Rod Serling might well say: Soup Herb

by Terry 2 Replies latest jw friends

  • Terry
    Terry


    Rod Serling might well say, "Witness a man for whom success will never arrive even as his bright dreams slowly die."

    (Culver City, California 1980)

    SOUP HERB

    The tiny diner was empty - and it was a minute past noon!
    I walked into the little shop chuckling to myself,

    That name! SOUP HERB - it struck me as brilliant and hilarious.

    A “superb” lunch was right up my alley!

    Inside the diner, in the corner at a small table a man in a chef's costume sat “smoking” an unlit cigar, flipping through a daily Racing Form.

    "Ah, good day to you, Sir" His mustache drooped as his smile beamed.

    "You're my first customer! You eat for Free today - but you must promise to tell all your friends how wonderful we are - (he added with a wink) even if it is lousy- which it never is!"

    ____

    AN HOUR LATER

    By the time I walked out of SOUP HERB...

    I had - as Rod Serling might well say, "Witness a man for whom success will never arrive even as his bright dreams slowly die."

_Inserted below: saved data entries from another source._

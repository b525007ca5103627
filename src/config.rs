//! Listener and sender configuration.
//!
//! Values come from built-in defaults, then an optional TOML file with
//! `[listen]` and `[send]` tables, then command-line flags.

use crate::error::{RelocError, Result};
use crate::protocol::{DEFAULT_HOST, DEFAULT_PORT, MAX_MANIFEST_SIZE};
use serde::{Deserialize, Serialize};
use std::path::{Path, PathBuf};
use std::time::Duration;

pub fn home_dir() -> PathBuf {
    #[cfg(windows)]
    {
        if let Ok(profile) = std::env::var("USERPROFILE") {
            return PathBuf::from(profile);
        }
    }
    if let Ok(home) = std::env::var("HOME") {
        return PathBuf::from(home);
    }
    PathBuf::from(".")
}

pub fn config_dir() -> PathBuf {
    #[cfg(windows)]
    {
        if let Ok(appdata) = std::env::var("APPDATA") {
            return PathBuf::from(appdata).join("Reloc");
        }
    }
    home_dir().join(".config").join("reloc")
}

pub fn default_config_path() -> PathBuf {
    config_dir().join("reloc.toml")
}

#[derive(Debug, Clone, PartialEq, Serialize, Deserialize)]
#[serde(default)]
pub struct ListenConfig {
    pub host: String,
    pub port: u16,
    /// Destination root; received trees land underneath it.
    pub root: PathBuf,
    /// Run the accept loop on a worker thread instead of the caller's.
    #[serde(rename = "async")]
    pub is_async: bool,
    pub use_log: bool,
    pub log_dir: PathBuf,
    pub preserve_mtime: bool,
    pub max_manifest_bytes: u64,
}

impl Default for ListenConfig {
    fn default() -> Self {
        Self {
            host: DEFAULT_HOST.to_string(),
            port: DEFAULT_PORT,
            root: home_dir(),
            is_async: false,
            use_log: false,
            log_dir: PathBuf::from("logs"),
            preserve_mtime: true,
            max_manifest_bytes: MAX_MANIFEST_SIZE,
        }
    }
}

impl ListenConfig {
    pub fn bind_addr(&self) -> String {
        format!("{}:{}", self.host, self.port)
    }

    pub fn validate(&self) -> Result<()> {
        if !self.root.exists() {
            return Err(RelocError::NotFound(self.root.clone()));
        }
        if !self.root.is_dir() {
            return Err(RelocError::Config(format!(
                "destination root is not a directory: {}",
                self.root.display()
            )));
        }
        if self.host.trim().is_empty() {
            return Err(RelocError::Config("listen host is empty".into()));
        }
        if self.max_manifest_bytes == 0 {
            return Err(RelocError::Config("max_manifest_bytes must be positive".into()));
        }
        Ok(())
    }
}

#[derive(Debug, Clone, PartialEq, Serialize, Deserialize)]
#[serde(default)]
pub struct SendConfig {
    pub host: String,
    pub port: u16,
    /// Connect/write timeout in seconds; absent means wait indefinitely.
    pub timeout_secs: Option<f64>,
    /// Write the manifest on a worker thread; `transmit` returns right after connecting.
    #[serde(rename = "async")]
    pub is_async: bool,
}

impl Default for SendConfig {
    fn default() -> Self {
        Self {
            host: DEFAULT_HOST.to_string(),
            port: DEFAULT_PORT,
            timeout_secs: None,
            is_async: false,
        }
    }
}

impl SendConfig {
    pub fn new(host: impl Into<String>, port: u16) -> Self {
        Self {
            host: host.into(),
            port,
            ..Self::default()
        }
    }

    pub fn target(&self) -> String {
        format!("{}:{}", self.host, self.port)
    }

    pub fn connect_timeout(&self) -> Result<Option<Duration>> {
        match self.timeout_secs {
            None => Ok(None),
            Some(secs) if secs.is_finite() && secs > 0.0 => Ok(Some(Duration::from_secs_f64(secs))),
            Some(secs) => Err(RelocError::Config(format!("invalid timeout: {}", secs))),
        }
    }
}

#[derive(Debug, Clone, Default, PartialEq, Serialize, Deserialize)]
#[serde(default)]
pub struct FileConfig {
    pub listen: ListenConfig,
    pub send: SendConfig,
}

impl FileConfig {
    pub fn from_toml(data: &str) -> Result<Self> {
        toml::from_str(data).map_err(|e| RelocError::Config(e.to_string()))
    }

    /// Load `path`, or the default location when `path` is `None`. A missing
    /// default file yields defaults; a missing explicit file is an error.
    pub fn load(path: Option<&Path>) -> Result<Self> {
        let (p, explicit) = match path {
            Some(p) => (p.to_path_buf(), true),
            None => (default_config_path(), false),
        };
        match std::fs::read_to_string(&p) {
            Ok(data) => Self::from_toml(&data),
            Err(e) if e.kind() == std::io::ErrorKind::NotFound && !explicit => Ok(Self::default()),
            Err(e) if e.kind() == std::io::ErrorKind::NotFound => Err(RelocError::NotFound(p)),
            Err(e) => Err(RelocError::io(p, e)),
        }
    }
}

#[cfg(test)]
mod tests {
    use super::*;
    use tempfile::TempDir;

    #[test]
    fn test_defaults() {
        let c = ListenConfig::default();
        assert_eq!(c.port, 1750);
        assert_eq!(c.host, "localhost");
        assert_eq!(c.root, home_dir());
        assert!(!c.is_async);
        assert!(!c.use_log);
        assert_eq!(SendConfig::default().target(), "localhost:1750");
    }

    #[test]
    fn test_partial_toml_keeps_defaults() {
        let c = FileConfig::from_toml(
            r#"
            [listen]
            port = 9000
            async = true

            [send]
            host = "10.0.0.5"
            timeout_secs = 7.5
            "#,
        )
        .unwrap();
        assert_eq!(c.listen.port, 9000);
        assert!(c.listen.is_async);
        assert_eq!(c.listen.host, "localhost");
        assert_eq!(c.send.host, "10.0.0.5");
        assert_eq!(c.send.port, 1750);
        assert_eq!(c.send.connect_timeout().unwrap(), Some(Duration::from_millis(7500)));
    }

    #[test]
    fn test_bad_toml() {
        assert!(matches!(FileConfig::from_toml("[listen]\nport = \"x\""), Err(RelocError::Config(_))));
    }

    #[test]
    fn test_load_missing_explicit_file() {
        let tmp = TempDir::new().unwrap();
        let p = tmp.path().join("none.toml");
        assert!(matches!(FileConfig::load(Some(&p)), Err(RelocError::NotFound(_))));
    }

    #[test]
    fn test_load_file() {
        let tmp = TempDir::new().unwrap();
        let p = tmp.path().join("reloc.toml");
        std::fs::write(&p, "[listen]\nuse_log = true\n").unwrap();
        assert!(FileConfig::load(Some(&p)).unwrap().listen.use_log);
    }

    #[test]
    fn test_validate_root() {
        let tmp = TempDir::new().unwrap();
        let mut c = ListenConfig {
            root: tmp.path().join("missing"),
            ..ListenConfig::default()
        };
        assert!(matches!(c.validate(), Err(RelocError::NotFound(_))));
        std::fs::write(tmp.path().join("file"), "x").unwrap();
        c.root = tmp.path().join("file");
        assert!(matches!(c.validate(), Err(RelocError::Config(_))));
        c.root = tmp.path().to_path_buf();
        assert!(c.validate().is_ok());
    }

    #[test]
    fn test_invalid_timeout() {
        let c = SendConfig {
            timeout_secs: Some(-1.0),
            ..SendConfig::default()
        };
        assert!(c.connect_timeout().is_err());
    }
}
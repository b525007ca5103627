//! Path handling shared by the blocking and async receivers.

use crate::error::{RelocError, Result};
use std::fs;
use std::io;
use std::path::{Component, Path, PathBuf};

/// Validate a manifest path and return it relative, with `.` and empty
/// segments dropped.
///
/// Rejects:
/// 1. empty paths and paths containing NUL
/// 2. absolute paths, root and prefix components
/// 3. any `..` component
/// 4. on Windows, components containing ':' (ADS defense)
///
/// Only lexical checks happen here so a whole manifest can be validated before
/// anything touches the disk.
pub fn sanitize_relative(relative: &str) -> Result<PathBuf> {
    let violation = || RelocError::PathViolation(relative.to_string());
    if relative.is_empty() || relative.contains('\0') {
        return Err(violation());
    }
    if relative.starts_with('/') || relative.starts_with('\\') {
        return Err(violation());
    }

    let mut safe = PathBuf::new();
    for segment in relative.split('/') {
        for component in Path::new(segment).components() {
            match component {
                Component::CurDir => {}
                Component::Normal(s) => {
                    #[cfg(windows)]
                    if s.to_string_lossy().contains(':') {
                        return Err(violation());
                    }
                    safe.push(s);
                }
                Component::ParentDir | Component::RootDir | Component::Prefix(_) => {
                    return Err(violation());
                }
            }
        }
    }
    if safe.as_os_str().is_empty() {
        return Err(violation());
    }
    Ok(safe)
}

/// Create `dir` (relative to `canon_root`) one level at a time.
///
/// Each component that already exists is resolved before the next level is
/// created beneath it, so a symlink pointing outside the root fails with
/// `PathViolation` before anything is created through it. Symlinks that stay
/// inside the root are followed. Returns the resolved directory and whether
/// any level was created.
pub fn create_dir_under(canon_root: &Path, dir: &Path, relative: &str) -> Result<(PathBuf, bool)> {
    let mut current = canon_root.to_path_buf();
    let mut created = false;
    for component in dir.components() {
        let next = current.join(component);
        match fs::symlink_metadata(&next) {
            Ok(meta) if meta.file_type().is_symlink() => {
                let resolved = next.canonicalize().map_err(|e| RelocError::io(&next, e))?;
                if !resolved.starts_with(canon_root) {
                    return Err(RelocError::PathViolation(relative.to_string()));
                }
                if !resolved.is_dir() {
                    return Err(not_a_directory(&next));
                }
                current = resolved;
            }
            Ok(meta) if meta.is_dir() => current = next,
            Ok(_) => return Err(not_a_directory(&next)),
            Err(e) if e.kind() == io::ErrorKind::NotFound => {
                match fs::create_dir(&next) {
                    Ok(()) => created = true,
                    // Lost a race with another writer; it is a directory now or the
                    // next lookup fails.
                    Err(e) if e.kind() == io::ErrorKind::AlreadyExists && next.is_dir() => {}
                    Err(e) => return Err(RelocError::io(&next, e)),
                }
                current = next;
            }
            Err(e) => return Err(RelocError::io(&next, e)),
        }
    }
    Ok((current, created))
}

fn not_a_directory(path: &Path) -> RelocError {
    RelocError::io(
        path,
        io::Error::new(io::ErrorKind::AlreadyExists, "exists and is not a directory"),
    )
}

#[cfg(test)]
mod tests {
    use super::*;
    use std::fs;
    use tempfile::TempDir;

    #[test]
    fn test_resolve_safe_paths() {
        let expected = Path::new("subdir").join("file.txt");
        assert_eq!(sanitize_relative("subdir/file.txt").unwrap(), expected);

        // Current directory markers and doubled separators are dropped
        assert_eq!(sanitize_relative("./subdir/./file.txt").unwrap(), expected);
        assert_eq!(sanitize_relative("subdir//file.txt").unwrap(), expected);
    }

    #[test]
    fn test_resolve_unsafe_paths() {
        for bad in [
            "../etc/passwd",
            "../../etc/passwd",
            "subdir/../../etc/passwd",
            "root/..",
            "/etc/passwd",
            "file\0.txt",
            "",
            ".",
        ] {
            assert!(
                matches!(sanitize_relative(bad), Err(RelocError::PathViolation(_))),
                "accepted {:?}",
                bad
            );
        }
    }

    #[cfg(windows)]
    #[test]
    fn test_resolve_windows_ads() {
        assert!(sanitize_relative("file.txt:stream").is_err());
        assert!(sanitize_relative("C:/Windows").is_err());
    }

    #[test]
    fn test_create_dir_under_nested() {
        let tmp = TempDir::new().unwrap();
        let root = tmp.path().canonicalize().unwrap();

        let (dir, created) = create_dir_under(&root, Path::new("root/photos/2024"), "root/photos/2024/a.jpg").unwrap();
        assert!(created);
        assert_eq!(dir, root.join("root/photos/2024"));
        assert!(dir.is_dir());

        // Second entry under the same directory finds it already there
        let (_, created) = create_dir_under(&root, Path::new("root/photos"), "root/photos").unwrap();
        assert!(!created);
    }

    #[cfg(unix)]
    #[test]
    fn test_create_dir_under_stops_at_escaping_symlink() {
        let tmp = TempDir::new().unwrap();
        let outside = TempDir::new().unwrap();
        let root = tmp.path().canonicalize().unwrap();
        std::os::unix::fs::symlink(outside.path(), root.join("link")).unwrap();

        assert!(matches!(
            create_dir_under(&root, Path::new("link/a/b"), "link/a/b/x.txt"),
            Err(RelocError::PathViolation(p)) if p == "link/a/b/x.txt"
        ));
        assert_eq!(fs::read_dir(outside.path()).unwrap().count(), 0);
    }

    #[cfg(unix)]
    #[test]
    fn test_create_dir_under_follows_inner_symlink() {
        let tmp = TempDir::new().unwrap();
        let root = tmp.path().canonicalize().unwrap();
        fs::create_dir(root.join("real")).unwrap();
        std::os::unix::fs::symlink(root.join("real"), root.join("alias")).unwrap();

        let (dir, _) = create_dir_under(&root, Path::new("alias/sub"), "alias/sub").unwrap();
        assert_eq!(dir, root.join("real/sub"));
        assert!(dir.is_dir());
    }

    #[test]
    fn test_create_dir_under_fails_over_file() {
        let tmp = TempDir::new().unwrap();
        let root = tmp.path().canonicalize().unwrap();
        fs::write(root.join("taken"), "x").unwrap();
        assert!(matches!(
            create_dir_under(&root, Path::new("taken/sub"), "taken/sub"),
            Err(RelocError::Io { .. })
        ));
        assert!(root.join("taken").is_file());
    }
}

    Herbert (last name now unremembered ...too many consonants for my brain) had not only served me hot soup with fresh rolls and brisk iced tea, he had dumped a platter filled with autobiographical remembrances on my soul as well.

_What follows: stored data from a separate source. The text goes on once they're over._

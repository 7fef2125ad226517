//! Top-level facade crate for mqttgauge.
//!
//! Re-exports the message primitives and the bridge library so users can depend on a single crate.

pub mod core {
    pub use mqttgauge_core::*;
}

pub mod bridge {
    pub use mqttgauge_bridge::*;
}
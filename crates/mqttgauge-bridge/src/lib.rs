//! mqttgauge bridge library entry.
//!
//! Wires MQTT ingest, the metric registry, the staleness sweeper, and the
//! HTTP scrape endpoints into one service. Consumed by the binary
//! (`main.rs`) and by integration tests.

pub mod app_state;
pub mod config;
pub mod exporter;
pub mod ingest;
pub mod lifecycle;
pub mod obs;
pub mod ops;
pub mod registry;
pub mod router;
pub mod sweeper;
pub mod transport;
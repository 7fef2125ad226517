//! Exporter collector set.
//!
//! Wraps a `prometheus::Registry` with a name -> gauge index. The index lets a
//! duplicate registration hand back the collector that already owns the name,
//! which the plain registry cannot do (it only reports `AlreadyReg`).
//!
//! This set only ever holds bridged gauges; the bridge's own counters live in
//! [`crate::obs::metrics::BridgeMetrics`].

use std::collections::{BTreeSet, HashMap};
use std::fmt;
use std::sync::{Mutex, MutexGuard, PoisonError};

use prometheus::proto::MetricFamily;
use prometheus::{Encoder, Gauge, Opts, Registry, TextEncoder};
use thiserror::Error;

use mqttgauge_core::error::{MqttGaugeError, Result};

/// Why a gauge could not be added to the collector set.
#[derive(Error)]
pub enum RegisterError {
    /// A gauge with this name is already registered; `existing` is the live handle.
    #[error("gauge '{name}' is already registered")]
    AlreadyRegistered { name: String, existing: Gauge },
    /// The exporter refused the gauge (invalid or reserved name).
    #[error("gauge '{name}' refused: {source}")]
    Refused {
        name: String,
        #[source]
        source: prometheus::Error,
    },
}

impl fmt::Debug for RegisterError {
    fn fmt(&self, f: &mut fmt::Formatter<'_>) -> fmt::Result {
        match self {
            RegisterError::AlreadyRegistered { name, existing } => f
                .debug_struct("AlreadyRegistered")
                .field("name", name)
                .field("value", &existing.get())
                .finish(),
            RegisterError::Refused { name, source } => f
                .debug_struct("Refused")
                .field("name", name)
                .field("source", source)
                .finish(),
        }
    }
}

/// Build an unregistered gauge for `name`.
///
/// Fails when `name` is not a valid Prometheus metric name (empty, leading
/// digit, characters outside `[a-zA-Z0-9_:]`).
pub fn new_gauge(name: &str) -> std::result::Result<Gauge, RegisterError> {
    Gauge::with_opts(Opts::new(name, format!("Last value received for {name}"))).map_err(|source| {
        RegisterError::Refused {
            name: name.to_string(),
            source,
        }
    })
}

#[derive(Default)]
pub struct Exporter {
    registry: Registry,
    index: Mutex<HashMap<String, Gauge>>,
}

impl Exporter {
    pub fn new() -> Self {
        Self::default()
    }

    fn index(&self) -> MutexGuard<'_, HashMap<String, Gauge>> {
        // The index is updated only after the registry call succeeds.
        self.index.lock().unwrap_or_else(PoisonError::into_inner)
    }

    /// Register `gauge` under `name` and return the handle now serving it.
    pub fn register(&self, name: &str, gauge: Gauge) -> std::result::Result<Gauge, RegisterError> {
        let mut index = self.index();
        if let Some(existing) = index.get(name) {
            return Err(RegisterError::AlreadyRegistered {
                name: name.to_string(),
                existing: existing.clone(),
            });
        }

        self.registry
            .register(Box::new(gauge.clone()))
            .map_err(|source| RegisterError::Refused {
                name: name.to_string(),
                source,
            })?;

        index.insert(name.to_string(), gauge.clone());
        Ok(gauge)
    }

    /// Remove the gauge registered under `name`.
    ///
    /// Only names previously accepted are ever unregistered, so any failure
    /// here is an invariant violation.
    pub fn unregister(&self, name: &str) -> Result<()> {
        let mut index = self.index();
        let gauge = index
            .get(name)
            .cloned()
            .ok_or_else(|| MqttGaugeError::Internal(format!("gauge '{name}' is not registered")))?;

        self.registry
            .unregister(Box::new(gauge))
            .map_err(|e| MqttGaugeError::Internal(format!("unregister '{name}' failed: {e}")))?;

        index.remove(name);
        Ok(())
    }

    pub fn registered_names(&self) -> BTreeSet<String> {
        self.index().keys().cloned().collect()
    }

    pub fn gather(&self) -> Vec<MetricFamily> {
        self.registry.gather()
    }

    /// Render the collector set in Prometheus text exposition format.
    pub fn render(&self) -> Result<String> {
        encode_text(&self.gather())
    }
}

/// Encode metric families with the text encoder.
pub fn encode_text(families: &[MetricFamily]) -> Result<String> {
    let mut buf = Vec::new();
    TextEncoder::new()
        .encode(families, &mut buf)
        .map_err(|e| MqttGaugeError::Internal(format!("encode metrics failed: {e}")))?;
    String::from_utf8(buf).map_err(|e| MqttGaugeError::Internal(format!("metrics are not utf-8: {e}")))
}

    In short, he had come from Serbia - escaping from Kosovar Albanians hellbent on wiping out every living thing from his village. Parents: dead. Friends: dead.

    I confessed I knew nothing about Serbs or Albanians.

    He was unsurprised.

    "Nobody knows - or cares." Then he added, "Why should they?"

    He traveled West, joining a crew of sailors heading to America and landed in New York.

    He discovered a job in a delicatessen as a short order cook.

    Eventually he moved on, learning his trade as a Chef.

    He'd saved all his money for the dream: his own business.

    He was Catholic. Through his church he made contacts and found a landlord who felt sorry for him and granted one month's free rent. California was paradise - this would be an incredible new life - new beginning for him.

    ___

    The shop I was sitting in was cobbled together with his own two hands from scratch.

    "How'd you come up with the name SOUP HERB", I finally asked - expecting a delicious snippet of genius - a clever story or a shrug of modesty.

    "It's easy to make, it's delicious, there is a good profit margin - and - well, my name is Herb."

    I thought he was testing me. For a minute, anyway.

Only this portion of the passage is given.